**WHAT THIS TASK INVOLVES:**
Scan the records for "input". Show the matching lines.

=== DATA UNDER STUDY ===

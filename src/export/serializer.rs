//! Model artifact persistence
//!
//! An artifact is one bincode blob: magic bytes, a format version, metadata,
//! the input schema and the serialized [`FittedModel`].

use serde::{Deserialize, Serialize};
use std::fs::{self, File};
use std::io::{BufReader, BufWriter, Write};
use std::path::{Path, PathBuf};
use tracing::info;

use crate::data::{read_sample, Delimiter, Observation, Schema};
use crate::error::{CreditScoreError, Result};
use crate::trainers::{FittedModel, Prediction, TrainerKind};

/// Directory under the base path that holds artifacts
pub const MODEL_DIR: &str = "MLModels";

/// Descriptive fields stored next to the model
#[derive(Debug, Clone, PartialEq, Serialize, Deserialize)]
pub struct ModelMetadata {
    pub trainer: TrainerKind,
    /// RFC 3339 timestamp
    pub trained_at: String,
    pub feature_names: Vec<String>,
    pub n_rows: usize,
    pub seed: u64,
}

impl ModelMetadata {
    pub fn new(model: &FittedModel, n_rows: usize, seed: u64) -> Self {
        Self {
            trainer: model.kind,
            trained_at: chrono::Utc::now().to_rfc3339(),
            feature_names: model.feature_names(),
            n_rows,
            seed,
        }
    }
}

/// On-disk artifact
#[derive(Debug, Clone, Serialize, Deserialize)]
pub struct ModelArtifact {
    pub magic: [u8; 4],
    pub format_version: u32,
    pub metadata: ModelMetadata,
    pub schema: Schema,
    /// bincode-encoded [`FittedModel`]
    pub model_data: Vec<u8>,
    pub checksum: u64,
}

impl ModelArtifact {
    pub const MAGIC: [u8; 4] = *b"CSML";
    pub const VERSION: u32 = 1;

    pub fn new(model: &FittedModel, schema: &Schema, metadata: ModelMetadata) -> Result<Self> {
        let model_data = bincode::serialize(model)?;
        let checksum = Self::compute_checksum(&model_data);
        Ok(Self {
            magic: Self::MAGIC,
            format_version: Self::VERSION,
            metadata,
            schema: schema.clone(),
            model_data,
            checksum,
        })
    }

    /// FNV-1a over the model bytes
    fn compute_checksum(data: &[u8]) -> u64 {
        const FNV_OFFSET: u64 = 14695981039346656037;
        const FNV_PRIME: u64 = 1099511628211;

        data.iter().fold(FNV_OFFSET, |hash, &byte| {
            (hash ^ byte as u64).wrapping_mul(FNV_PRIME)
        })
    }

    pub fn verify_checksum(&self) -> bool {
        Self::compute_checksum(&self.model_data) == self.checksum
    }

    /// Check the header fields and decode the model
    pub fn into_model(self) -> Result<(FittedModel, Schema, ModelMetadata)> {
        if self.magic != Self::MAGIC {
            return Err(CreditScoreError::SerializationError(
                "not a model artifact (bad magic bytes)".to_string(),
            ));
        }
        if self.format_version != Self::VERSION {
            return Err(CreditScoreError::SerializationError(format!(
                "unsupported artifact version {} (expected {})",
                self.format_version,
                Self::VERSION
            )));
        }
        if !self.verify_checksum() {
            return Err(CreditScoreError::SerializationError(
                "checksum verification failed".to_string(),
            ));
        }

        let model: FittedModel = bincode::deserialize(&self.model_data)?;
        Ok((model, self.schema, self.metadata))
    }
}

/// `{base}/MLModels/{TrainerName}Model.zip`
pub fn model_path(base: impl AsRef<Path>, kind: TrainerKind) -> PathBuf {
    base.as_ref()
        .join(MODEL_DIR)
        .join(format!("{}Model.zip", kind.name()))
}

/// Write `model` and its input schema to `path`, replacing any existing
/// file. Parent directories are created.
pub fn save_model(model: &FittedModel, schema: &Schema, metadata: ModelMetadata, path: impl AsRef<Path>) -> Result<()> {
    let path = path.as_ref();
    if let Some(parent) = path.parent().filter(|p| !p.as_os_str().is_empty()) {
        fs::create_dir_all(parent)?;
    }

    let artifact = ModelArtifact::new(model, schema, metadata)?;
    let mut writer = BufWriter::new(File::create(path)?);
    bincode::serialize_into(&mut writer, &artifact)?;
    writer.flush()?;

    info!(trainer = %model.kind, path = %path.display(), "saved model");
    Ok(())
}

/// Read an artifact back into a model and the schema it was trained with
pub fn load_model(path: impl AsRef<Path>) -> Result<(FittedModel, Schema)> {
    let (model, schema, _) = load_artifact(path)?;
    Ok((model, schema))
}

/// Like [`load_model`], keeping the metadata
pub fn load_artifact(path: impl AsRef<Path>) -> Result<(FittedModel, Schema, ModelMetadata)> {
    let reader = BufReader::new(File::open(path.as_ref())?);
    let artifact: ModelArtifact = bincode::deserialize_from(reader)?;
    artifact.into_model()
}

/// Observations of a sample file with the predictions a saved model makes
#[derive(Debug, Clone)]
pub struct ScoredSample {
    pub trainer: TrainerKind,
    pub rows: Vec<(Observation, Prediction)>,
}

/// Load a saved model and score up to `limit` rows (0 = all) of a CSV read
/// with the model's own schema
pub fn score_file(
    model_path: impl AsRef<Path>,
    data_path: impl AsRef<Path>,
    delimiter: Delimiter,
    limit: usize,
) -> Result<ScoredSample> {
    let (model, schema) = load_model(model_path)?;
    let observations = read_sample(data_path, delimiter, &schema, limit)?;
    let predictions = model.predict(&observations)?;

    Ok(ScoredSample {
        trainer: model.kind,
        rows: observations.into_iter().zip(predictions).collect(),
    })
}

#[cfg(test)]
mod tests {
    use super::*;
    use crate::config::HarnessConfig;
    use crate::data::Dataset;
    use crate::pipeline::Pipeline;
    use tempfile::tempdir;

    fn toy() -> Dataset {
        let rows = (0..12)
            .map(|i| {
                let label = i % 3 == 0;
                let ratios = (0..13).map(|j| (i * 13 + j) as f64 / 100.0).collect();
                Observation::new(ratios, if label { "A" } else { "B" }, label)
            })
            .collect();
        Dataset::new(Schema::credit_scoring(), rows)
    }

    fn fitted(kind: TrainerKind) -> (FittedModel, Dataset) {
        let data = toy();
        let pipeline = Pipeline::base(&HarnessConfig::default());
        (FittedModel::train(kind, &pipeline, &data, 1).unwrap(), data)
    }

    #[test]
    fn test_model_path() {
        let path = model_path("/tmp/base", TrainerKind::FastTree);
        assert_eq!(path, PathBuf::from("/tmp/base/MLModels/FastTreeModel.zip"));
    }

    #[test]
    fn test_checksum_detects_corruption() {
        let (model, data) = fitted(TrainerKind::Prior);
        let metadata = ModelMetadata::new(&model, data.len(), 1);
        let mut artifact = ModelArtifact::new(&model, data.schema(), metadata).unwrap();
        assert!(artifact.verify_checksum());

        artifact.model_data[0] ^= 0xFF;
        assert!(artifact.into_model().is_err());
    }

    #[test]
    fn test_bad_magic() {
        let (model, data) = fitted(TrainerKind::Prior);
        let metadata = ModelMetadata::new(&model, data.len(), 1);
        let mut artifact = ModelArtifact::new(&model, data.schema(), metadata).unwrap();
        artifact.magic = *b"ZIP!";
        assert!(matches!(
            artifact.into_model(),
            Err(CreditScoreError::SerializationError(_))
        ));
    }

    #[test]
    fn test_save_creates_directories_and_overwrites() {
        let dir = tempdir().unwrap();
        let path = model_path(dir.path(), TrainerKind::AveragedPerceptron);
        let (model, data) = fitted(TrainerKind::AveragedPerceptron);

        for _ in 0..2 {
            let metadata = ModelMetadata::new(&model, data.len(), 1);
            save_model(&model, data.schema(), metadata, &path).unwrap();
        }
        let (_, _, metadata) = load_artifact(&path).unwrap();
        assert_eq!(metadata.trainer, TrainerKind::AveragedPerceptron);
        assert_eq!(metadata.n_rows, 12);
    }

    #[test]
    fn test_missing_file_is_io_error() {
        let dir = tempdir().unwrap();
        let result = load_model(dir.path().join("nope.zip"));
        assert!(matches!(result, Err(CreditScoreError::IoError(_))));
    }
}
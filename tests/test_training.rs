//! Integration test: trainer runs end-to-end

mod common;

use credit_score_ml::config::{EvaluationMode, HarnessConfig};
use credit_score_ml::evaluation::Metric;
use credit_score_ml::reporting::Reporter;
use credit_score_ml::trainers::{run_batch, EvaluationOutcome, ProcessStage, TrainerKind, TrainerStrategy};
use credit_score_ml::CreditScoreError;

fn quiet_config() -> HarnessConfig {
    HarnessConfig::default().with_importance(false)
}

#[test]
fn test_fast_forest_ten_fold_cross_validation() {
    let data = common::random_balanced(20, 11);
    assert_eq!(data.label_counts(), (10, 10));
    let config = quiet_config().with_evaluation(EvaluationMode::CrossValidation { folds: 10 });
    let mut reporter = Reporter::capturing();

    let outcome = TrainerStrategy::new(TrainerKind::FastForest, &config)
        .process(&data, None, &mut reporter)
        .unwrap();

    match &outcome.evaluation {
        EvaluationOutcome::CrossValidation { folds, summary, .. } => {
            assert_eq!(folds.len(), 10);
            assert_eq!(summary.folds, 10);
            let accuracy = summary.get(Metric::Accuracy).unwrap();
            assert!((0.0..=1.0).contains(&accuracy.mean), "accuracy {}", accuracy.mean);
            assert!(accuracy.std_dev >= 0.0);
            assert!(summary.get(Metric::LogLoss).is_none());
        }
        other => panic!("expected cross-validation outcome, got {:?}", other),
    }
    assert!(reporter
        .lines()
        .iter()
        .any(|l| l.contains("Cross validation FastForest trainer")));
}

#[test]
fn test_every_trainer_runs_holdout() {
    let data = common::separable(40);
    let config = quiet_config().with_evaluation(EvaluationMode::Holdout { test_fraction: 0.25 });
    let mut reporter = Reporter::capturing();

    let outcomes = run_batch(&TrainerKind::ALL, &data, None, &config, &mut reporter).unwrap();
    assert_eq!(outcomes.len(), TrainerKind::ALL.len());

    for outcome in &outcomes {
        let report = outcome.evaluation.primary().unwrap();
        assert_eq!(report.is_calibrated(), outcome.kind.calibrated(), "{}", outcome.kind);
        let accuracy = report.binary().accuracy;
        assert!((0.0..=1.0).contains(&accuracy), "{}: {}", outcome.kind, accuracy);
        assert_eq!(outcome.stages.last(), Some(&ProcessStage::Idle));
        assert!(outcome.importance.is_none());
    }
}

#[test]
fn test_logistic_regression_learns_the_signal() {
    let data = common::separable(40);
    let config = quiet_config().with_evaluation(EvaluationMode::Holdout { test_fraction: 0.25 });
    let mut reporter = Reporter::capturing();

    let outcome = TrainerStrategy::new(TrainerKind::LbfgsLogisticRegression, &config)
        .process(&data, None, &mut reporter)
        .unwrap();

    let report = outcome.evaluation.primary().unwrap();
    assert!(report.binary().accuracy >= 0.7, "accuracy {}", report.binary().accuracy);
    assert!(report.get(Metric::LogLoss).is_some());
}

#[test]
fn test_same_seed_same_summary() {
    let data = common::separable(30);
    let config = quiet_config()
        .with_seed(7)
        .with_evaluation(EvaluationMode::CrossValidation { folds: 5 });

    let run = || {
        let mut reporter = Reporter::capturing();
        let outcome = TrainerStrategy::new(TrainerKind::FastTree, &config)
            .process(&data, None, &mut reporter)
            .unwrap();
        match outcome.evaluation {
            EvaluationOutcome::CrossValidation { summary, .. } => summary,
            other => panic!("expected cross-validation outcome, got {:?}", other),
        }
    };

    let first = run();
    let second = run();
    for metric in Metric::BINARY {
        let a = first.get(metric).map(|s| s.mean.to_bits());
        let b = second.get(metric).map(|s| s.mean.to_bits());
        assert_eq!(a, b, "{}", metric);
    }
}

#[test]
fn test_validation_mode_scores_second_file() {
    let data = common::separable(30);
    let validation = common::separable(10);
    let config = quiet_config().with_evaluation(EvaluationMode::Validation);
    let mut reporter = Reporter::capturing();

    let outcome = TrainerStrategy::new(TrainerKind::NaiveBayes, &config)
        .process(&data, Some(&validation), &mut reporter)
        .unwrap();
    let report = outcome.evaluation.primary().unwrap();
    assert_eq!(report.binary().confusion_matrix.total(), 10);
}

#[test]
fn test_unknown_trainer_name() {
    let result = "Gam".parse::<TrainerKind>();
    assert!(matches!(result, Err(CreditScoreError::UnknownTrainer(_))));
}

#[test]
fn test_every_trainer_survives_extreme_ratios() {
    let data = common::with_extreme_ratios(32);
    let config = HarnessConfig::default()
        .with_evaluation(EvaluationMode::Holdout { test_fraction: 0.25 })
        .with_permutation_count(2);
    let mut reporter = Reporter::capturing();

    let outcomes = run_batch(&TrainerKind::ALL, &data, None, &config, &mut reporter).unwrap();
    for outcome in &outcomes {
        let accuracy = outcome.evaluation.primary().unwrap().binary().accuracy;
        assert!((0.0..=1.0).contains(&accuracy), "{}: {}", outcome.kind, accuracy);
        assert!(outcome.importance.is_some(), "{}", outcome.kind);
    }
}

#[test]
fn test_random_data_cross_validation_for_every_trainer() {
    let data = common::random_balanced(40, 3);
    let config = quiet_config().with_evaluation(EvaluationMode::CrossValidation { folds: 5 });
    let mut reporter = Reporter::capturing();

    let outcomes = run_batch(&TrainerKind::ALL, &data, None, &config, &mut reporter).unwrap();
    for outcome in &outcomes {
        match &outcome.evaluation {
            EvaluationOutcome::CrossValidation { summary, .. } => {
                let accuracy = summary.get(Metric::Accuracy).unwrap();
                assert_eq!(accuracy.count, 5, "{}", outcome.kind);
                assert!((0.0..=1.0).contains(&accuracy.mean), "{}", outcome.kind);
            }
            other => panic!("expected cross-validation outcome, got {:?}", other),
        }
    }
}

===

**RESULT:**
//! the input schema and the serialized [`FittedModel`].
/// Write `model` and its input schema to `path`, replacing any existing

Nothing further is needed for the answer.